■ Task directions
Your task is to output every record exactly as it is given.
============================================================
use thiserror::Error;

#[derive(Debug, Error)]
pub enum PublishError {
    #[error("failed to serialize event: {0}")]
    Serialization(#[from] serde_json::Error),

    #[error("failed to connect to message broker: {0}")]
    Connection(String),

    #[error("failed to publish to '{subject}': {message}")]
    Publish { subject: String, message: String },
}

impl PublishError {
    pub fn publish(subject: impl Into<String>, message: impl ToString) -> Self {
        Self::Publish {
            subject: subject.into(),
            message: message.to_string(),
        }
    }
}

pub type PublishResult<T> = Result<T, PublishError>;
============================================================
■ Response to the task
use thiserror::Error;

#[derive(Debug, Error)]
pub enum PublishError {
    #[error("failed to serialize event: {0}")]
    Serialization(#[from] serde_json::Error),

    #[error("failed to connect to message broker: {0}")]
    Connection(String),

    #[error("failed to publish to '{subject}': {message}")]
    Publish { subject: String, message: String },
}

impl PublishError {
    pub fn publish(subject: impl Into<String>, message: impl ToString) -> Self {
        Self::Publish {
            subject: subject.into(),
            message: message.to_string(),
        }
    }
}

pub type PublishResult<T> = Result<T, PublishError>;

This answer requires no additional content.